Die Fehler treten bei jedem Bios auf...hatte vom Auslieferungsbios bis jetzt 1201 alle drauf und keine Besserung. System ist auch nicht übertaktet. RAM sind 32 GB G Skill F3-12800CL9-4GBZL drinn.

Die Sata Kabel wurden schon gewechselt, brachte aber auch nix. Kann natürlich auch sein, dass die Vertex 3 allgemein ein Problem mit dem Intel Controller haben!?

Ich hatte die Vertex 3 60GB vorher in dem Rampage II Extreme Sockel 1366 drinn. Hier ohne Probleme, allerdings am SATA 3GB port.(da ja kein SATA 6GB vorhanden)

System läuft jetzt 3 Tage auf dem As Media Controller und keine Probleme, auch kein Eintrag im Eventlog.

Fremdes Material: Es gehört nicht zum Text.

impl RecognitionStateMachine {
    pub fn new(settings: RecognitionSettings) -> Self {
        Self {
            extractor: FeatureExtractor::new(settings.layout),
            buffer: SequenceBuffer::new(settings.layout, settings.sequence_length),
            settings,
            phase: Phase::Idle,
            mode: None,
            stable: None,
            status: OverlayStatus::Idle,
        }
    }

    pub fn settings(&self) -> &RecognitionSettings {
        &self.settings
    }

    pub fn phase(&self) -> Phase {
        self.phase
    }

    pub fn mode(&self) -> Option<&CaptureMode> {
        self.mode.as_ref()
    }

    pub fn stable_label(&self) -> Option<&ClassificationResult> {
        self.stable.as_ref()
    }

    pub fn buffer_len(&self) -> usize {
        self.buffer.len()
    }

    pub fn buffer_stats(&self) -> BufferStats {
        self.buffer.stats()
    }

    /// Begin a one-shot recording after the countdown.
    ///
    /// The name is trimmed and lower-cased; the normalized name is returned.
    /// Fails without any state change if the name is empty or the machine is
    /// not idle.
    pub fn start_recording(&mut self, class_name: &str, now: Duration) -> crate::Result<String> {
        let name = normalize_class_name(class_name)?;
        self.ensure_idle()?;

        let until = now + self.settings.countdown;
        self.phase = Phase::Countdown { until };
        self.mode = Some(CaptureMode::OneShot { class_name: name.clone() });
        self.status = OverlayStatus::Countdown {
            remaining_secs: ceil_secs(self.settings.countdown),
        };
        debug!(class = %name, countdown = ?self.settings.countdown, "recording armed");
        Ok(name)
    }

    /// Begin continuous recognition immediately. Clears the stable label.
    pub fn start_recognition(&mut self) -> crate::Result<()> {
        self.ensure_idle()?;
        self.begin_collecting()?;
        self.mode = Some(CaptureMode::Continuous);
        self.stable = None;
        debug!(length = self.settings.sequence_length, "recognition started");
        Ok(())
    }

    /// Return to Idle, discarding any in-flight window
    pub fn stop(&mut self) {
        if self.phase != Phase::Idle {
            debug!(phase = self.phase.name(), discarded = self.buffer.len(), "stopped");
        }
        self.buffer.stop();
        self.phase = Phase::Idle;
        self.mode = None;
        self.status = OverlayStatus::Idle;
    }

    /// Process one scheduled frame.
    ///
    /// `now` is the session clock; it only needs to be monotonic.
    pub fn tick(
        &mut self,
        now: Duration,
        input: FrameInput<'_>,
        classifier: Option<&dyn SequenceClassifier>,
    ) -> TickOutput {
        let mut events = Vec::new();

        match input {
            FrameInput::Unavailable => events.push(RecognitionEvent::FrameUnavailable),
            FrameInput::Hands(hands) => {
                if let Phase::Countdown { until } = self.phase {
                    if now >= until {
                        if let Err(e) = self.begin_collecting() {
                            warn!(error = %e, "cannot start collection");
                            self.stop();
                        } else {
                            events.push(RecognitionEvent::CollectionStarted);
                        }
                    } else {
                        self.status = OverlayStatus::Countdown {
                            remaining_secs: ceil_secs(until - now),
                        };
                    }
                }
                if self.phase == Phase::Collecting {
                    self.collect(hands, classifier, &mut events);
                }
            }
        }

        TickOutput {
            events,
            overlay: self.overlay(),
        }
    }

    /// Overlay state without advancing the machine
    pub fn overlay(&self) -> OverlayState {
        OverlayState {
            phase: self.phase,
            filled: self.buffer.len(),
            target: self.settings.sequence_length,
            stable_label: self.stable.clone(),
            status: self.status.clone(),
        }
    }

    fn ensure_idle(&self) -> crate::Result<()> {
        if self.phase != Phase::Idle {
            return Err(crate::Error::InvalidInput(format!(
                "a session is already {}",
                self.phase.name()
            )));
        }
        Ok(())
    }

    fn begin_collecting(&mut self) -> crate::Result<()> {
        self.buffer.start(self.settings.sequence_length)?;
        self.phase = Phase::Collecting;
        self.status = OverlayStatus::WaitingForHands;
        Ok(())
    }

    fn collect(
        &mut self,
        hands: &[HandDetection],
        classifier: Option<&dyn SequenceClassifier>,
        events: &mut Vec<RecognitionEvent>,
    ) {
        let features = self.extractor.extract(hands);
        let outcome = match self.buffer.on_frame(!hands.is_empty(), features) {
            Ok(outcome) => outcome,
            Err(e) => {
                warn!(error = %e, "frame rejected by sequence buffer");
                return;
            }
        };

        match outcome {
            FrameOutcome::Inactive => {}
            FrameOutcome::Cleared { discarded } => {
                if discarded > 0 {
                    events.push(RecognitionEvent::HandsLost { discarded });
                }
                self.status = OverlayStatus::WaitingForHands;
            }
            FrameOutcome::Accumulating { .. } => {
                if !matches!(self.status, OverlayStatus::LowConfidence { .. }) {
                    self.status = OverlayStatus::Collecting;
                }
            }
            FrameOutcome::WindowReady => {
                match self.buffer.take_window() {
                    Ok(Some(window)) => self.on_window(window, classifier, events),
                    Ok(None) => {}
                    Err(e) => warn!(error = %e, "discarding malformed window"),
                }
            }
        }
    }

    fn on_window(
        &mut self,
        window: SequenceWindow,
        classifier: Option<&dyn SequenceClassifier>,
        events: &mut Vec<RecognitionEvent>,
    ) {
        match self.mode.clone() {
            Some(CaptureMode::OneShot { class_name }) => {
                let prediction = classifier.and_then(|c| match top_result(c, &window) {
                    Ok(top) => Some(top),
                    Err(e) => {
                        warn!(error = %e, "could not classify recorded sample");
                        None
                    }
                });
                info!(class = %class_name, frames = window.shape().frames, "sample captured");
                self.stop();
                self.status = OverlayStatus::SampleCaptured {
                    class_name: class_name.clone(),
                };
                events.push(RecognitionEvent::SampleReady {
                    class_name,
                    window,
                    prediction,
                });
            }
            Some(CaptureMode::Continuous) => {
                let Some(classifier) = classifier else {
                    events.push(RecognitionEvent::ClassificationFailed {
                        message: "no classifier available".to_string(),
                    });
                    return;
                };
                match top_result(classifier, &window) {
                    Ok(result) => events.push(self.stabilize(result)),
                    Err(e) => {
                        warn!(error = %e, "window classification failed");
                        events.push(RecognitionEvent::ClassificationFailed {
                            message: e.to_string(),
                        });
                    }
                }
            }
            None => {}
        }
    }

    /// Compare a new top-1 result against the stable label
    fn stabilize(&mut self, result: ClassificationResult) -> RecognitionEvent {
        if result.confidence < self.settings.confidence_threshold {
            debug!(label = %result.label, confidence = result.confidence, "below threshold");
            self.status = OverlayStatus::LowConfidence {
                label: result.label.clone(),
                percent: result.confidence_percent(),
            };
            return RecognitionEvent::LowConfidence { result };
        }

        self.status = OverlayStatus::Collecting;
        if self.stable.as_ref().map(|s| s.label.as_str()) == Some(result.label.as_str()) {
            return RecognitionEvent::DuplicateSuppressed { result };
        }

        let previous = self.stable.replace(result.clone()).map(|s| s.label);
        info!(label = %result.label, confidence = result.confidence, previous = ?previous, "label changed");
        RecognitionEvent::LabelChanged { previous, result }
    }
}
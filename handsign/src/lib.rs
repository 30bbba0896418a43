//! # Handsign
//!
//! Real-time recognition of two-handed gestures from hand-landmark sequences.
//!
//! ## Overview
//!
//! An external detector turns each camera frame into zero or more hand landmark
//! sets. This crate turns those detections into fixed-size feature vectors, buffers
//! them into fixed-length windows, classifies each full window with a trained
//! sequence model, and stabilizes the raw prediction stream into label-change
//! events. The same pipeline records labeled training samples and checks the
//! integrity of the training corpus.
//!
//! ## Quick Start
//!
//! ```no_run
//! use handsign::capture::{FeatureLayout, HandDetection};
//! use handsign::classifier::Classifier;
//! use handsign::recognition::{FrameInput, RecognitionSettings, RecognitionStateMachine};
//! use std::path::Path;
//! use std::time::Duration;
//!
//! let classifier = Classifier::load(
//!     Path::new("artifacts/gesture_model.json"),
//!     Path::new("artifacts/label_catalog.json"),
//! ).expect("artifacts must load together");
//!
//! let settings = RecognitionSettings::new(FeatureLayout::default(), 30);
//! let mut machine = RecognitionStateMachine::new(settings);
//! machine.start_recognition().unwrap();
//!
//! let hands: Vec<HandDetection> = Vec::new(); // from the landmark detector
//! let output = machine.tick(Duration::ZERO, FrameInput::Hands(&hands), Some(&classifier));
//! println!("{:?}", output.overlay);
//! ```
//!
//! ## Architecture
//!
//! - [`capture`]: landmark types, feature extraction, the sequence buffer and frame sources
//! - [`classifier`]: class catalog, model artifacts, local and remote classifiers
//! - [`recognition`]: the recognition state machine and the session host loop
//! - [`dataset`]: sample persistence, corpus scanning, quarantine and admission policy
//! - [`training`]: split, fit, evaluate and write the model/catalog artifact pair
//! - [`inference`]: request/response shape of the remote inference endpoint
//! - [`app`]: CLI and configuration management
//!
//! ## Data Flow
//!
//! ```text
//! ┌─────────────┐    ┌─────────────┐    ┌─────────────┐    ┌─────────────┐
//! │ FrameSource │───▶│  Landmark   │───▶│   Feature   │───▶│  Sequence   │
//! │  (camera)   │    │  Detector   │    │  Extractor  │    │   Buffer    │
//! └─────────────┘    └─────────────┘    └─────────────┘    └─────────────┘
//!                                                                 │ window ready
//!                                                                 ▼
//! ┌─────────────┐    ┌─────────────┐    ┌─────────────┐    ┌─────────────┐
//! │ Speech/UI/  │◀───│ Label-change│◀───│ Recognition │◀───│ Classifier  │
//! │  HTTP sink  │    │   events    │    │State Machine│    │             │
//! └─────────────┘    └─────────────┘    └─────────────┘    └─────────────┘
//! ```

pub mod capture;
pub mod classifier;
pub mod recognition;
pub mod dataset;
pub mod training;
pub mod inference;
pub mod app;

use std::path::PathBuf;

// Re-export commonly used types
pub use capture::{FeatureExtractor, FeatureLayout, HandDetection, SequenceBuffer, SequenceWindow, WindowShape};
pub use classifier::{ClassificationResult, Classifier, GestureClassCatalog, SequenceClassifier};
pub use dataset::{Corpus, DatasetValidator, LabeledSample};
pub use recognition::{RecognitionEvent, RecognitionStateMachine};

/// Result type alias for the gesture pipeline
pub type Result<T> = std::result::Result<T, Error>;

/// Error types for the gesture pipeline
#[derive(Debug, thiserror::Error)]
pub enum Error {
    #[error("Capture device error: {0}")]
    Device(String),

    #[error("Shape mismatch: expected {expected}, found {found}")]
    ShapeMismatch { expected: String, found: String },

    #[error("Model artifact integrity error: {0}")]
    ArtifactIntegrity(String),

    #[error("Insufficient training data: {0}")]
    InsufficientData(String),

    #[error("Corrupt corpus file {path:?}: {reason}")]
    CorpusCorruption { path: PathBuf, reason: String },

    #[error("Quarantine failed for {} file(s): {}", failed.len(), describe_failures(failed))]
    Quarantine { failed: Vec<(PathBuf, String)> },

    #[error("Remote inference error: {0}")]
    Remote(String),

    #[error("Invalid input: {0}")]
    InvalidInput(String),

    #[error("Configuration error: {0}")]
    Config(String),

    #[error("Array file error: {0}")]
    Npy(String),

    #[error("IO error: {0}")]
    Io(#[from] std::io::Error),

    #[error("Serialization error: {0}")]
    Serialization(#[from] serde_json::Error),
}

impl Error {
    /// Build a shape mismatch from two `(rows, cols)` shapes.
    pub fn shape_mismatch(expected: (usize, usize), found: (usize, usize)) -> Self {
        Error::ShapeMismatch {
            expected: format!("({}, {})", expected.0, expected.1),
            found: format!("({}, {})", found.0, found.1),
        }
    }

    /// Errors that must stop the current workflow rather than being skipped or retried.
    pub fn is_fatal(&self) -> bool {
        matches!(
            self,
            Error::ArtifactIntegrity(_) | Error::InsufficientData(_) | Error::Config(_)
        )
    }

    /// Short message for end users. Device and artifact failures never share wording.
    pub fn user_message(&self) -> String {
        match self {
            Error::Device(_) => "Camera Error! Check that the capture device is connected.".to_string(),
            Error::ArtifactIntegrity(_) => {
                "Model files are missing or do not match. Retrain or restore the artifacts.".to_string()
            }
            Error::InsufficientData(msg) => format!("Not enough training data: {}", msg),
            other => other.to_string(),
        }
    }
}

fn describe_failures(failed: &[(PathBuf, String)]) -> String {
    failed
        .iter()
        .map(|(path, reason)| format!("{} ({})", path.display(), reason))
        .collect::<Vec<_>>()
        .join(", ")
}

#[cfg(test)]
mod tests {
    use super::*;

    #[test]
    fn test_shape_mismatch_message() {
        let err = Error::shape_mismatch((30, 126), (30, 100));
        assert_eq!(err.to_string(), "Shape mismatch: expected (30, 126), found (30, 100)");
    }

    #[test]
    fn test_fatal_classification() {
        assert!(Error::ArtifactIntegrity("missing".into()).is_fatal());
        assert!(Error::InsufficientData("one class".into()).is_fatal());
        assert!(!Error::Device("no frame".into()).is_fatal());
        assert!(!Error::shape_mismatch((1, 1), (2, 2)).is_fatal());
    }

    #[test]
    fn test_device_and_artifact_messages_are_distinct() {
        let device = Error::Device("read failed".into()).user_message();
        let artifact = Error::ArtifactIntegrity("catalog missing".into()).user_message();
        assert_ne!(device, artifact);
        assert!(device.contains("Camera"));
        assert!(artifact.contains("Model"));
    }

    #[test]
    fn test_quarantine_error_lists_files() {
        let err = Error::Quarantine {
            failed: vec![(PathBuf::from("/data/hello/a.npy"), "permission denied".into())],
        };
        let msg = err.to_string();
        assert!(msg.contains("1 file(s)"));
        assert!(msg.contains("a.npy"));
        assert!(msg.contains("permission denied"));
    }
}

Nur zur Info, habe vor 2 Wochen das Asus Maximus IV GENE-Z/GEN3 mit einer Agility 3 120GB zusammen gebaut, bei dem System gibts keine Probleme mit dem Intel SATA 6Gb Controller!

MfG

Terrorx64


----------



## McZonk (18. März 2012)

Sehr komisch, ich lese gerade das erste Mal von solchen Problemen und die Agility 3 ist vom Controller her ja nicht gerade ein großer Unterschied zur Vertex 3. 

Hast du aus Juxx und Tollerei mal versucht nur eine Platte am Intel-SATA3-Port anzuschließend?


----------



## Terrorx64 (18. März 2012)

Hi McZonk,

ja, hatte erst nur die 120 drann. Die 60gb hab ich erst später angeschlossen.
Ich hab auch noch 2 Raptop Festplatten an dem Sata 3GB Controller drann, die rennen ohne Probleme.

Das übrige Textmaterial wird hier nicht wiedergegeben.